- THE TASK: All lines holding the word "VerificationStatus" are to be copied from the records beneath.

- TASK INPUTS:
********
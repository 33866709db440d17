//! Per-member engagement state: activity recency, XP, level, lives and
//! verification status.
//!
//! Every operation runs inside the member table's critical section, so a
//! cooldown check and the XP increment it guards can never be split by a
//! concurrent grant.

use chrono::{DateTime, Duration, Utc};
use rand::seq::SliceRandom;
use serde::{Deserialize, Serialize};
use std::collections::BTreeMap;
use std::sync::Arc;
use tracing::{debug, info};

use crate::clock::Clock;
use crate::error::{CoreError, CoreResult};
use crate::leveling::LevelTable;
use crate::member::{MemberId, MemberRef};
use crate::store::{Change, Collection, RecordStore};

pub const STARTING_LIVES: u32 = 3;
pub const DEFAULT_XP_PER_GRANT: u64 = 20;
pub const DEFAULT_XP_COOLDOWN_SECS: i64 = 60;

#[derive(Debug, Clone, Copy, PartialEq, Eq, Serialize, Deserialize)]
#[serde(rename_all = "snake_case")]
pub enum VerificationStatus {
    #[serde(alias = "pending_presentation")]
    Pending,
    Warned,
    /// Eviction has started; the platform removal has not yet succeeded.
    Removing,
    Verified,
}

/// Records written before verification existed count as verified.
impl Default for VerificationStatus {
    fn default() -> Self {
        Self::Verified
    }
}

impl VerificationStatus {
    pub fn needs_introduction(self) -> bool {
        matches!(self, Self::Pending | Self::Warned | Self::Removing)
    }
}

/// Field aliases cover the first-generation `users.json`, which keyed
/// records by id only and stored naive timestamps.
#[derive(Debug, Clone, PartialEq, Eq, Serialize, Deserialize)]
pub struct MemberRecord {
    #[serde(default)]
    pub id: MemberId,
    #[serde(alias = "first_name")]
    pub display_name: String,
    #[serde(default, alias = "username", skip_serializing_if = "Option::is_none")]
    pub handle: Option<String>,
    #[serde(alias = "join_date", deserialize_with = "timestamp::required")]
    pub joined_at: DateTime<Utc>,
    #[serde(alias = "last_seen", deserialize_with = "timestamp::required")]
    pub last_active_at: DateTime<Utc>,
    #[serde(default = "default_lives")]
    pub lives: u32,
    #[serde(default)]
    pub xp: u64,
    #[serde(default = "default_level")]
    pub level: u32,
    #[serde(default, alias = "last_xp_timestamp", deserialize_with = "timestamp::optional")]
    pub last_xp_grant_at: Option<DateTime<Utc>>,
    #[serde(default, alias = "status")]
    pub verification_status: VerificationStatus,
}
********
- ANSWER AREA:
pub enum VerificationStatus {
impl Default for VerificationStatus {
impl VerificationStatus {
    pub verification_status: VerificationStatus,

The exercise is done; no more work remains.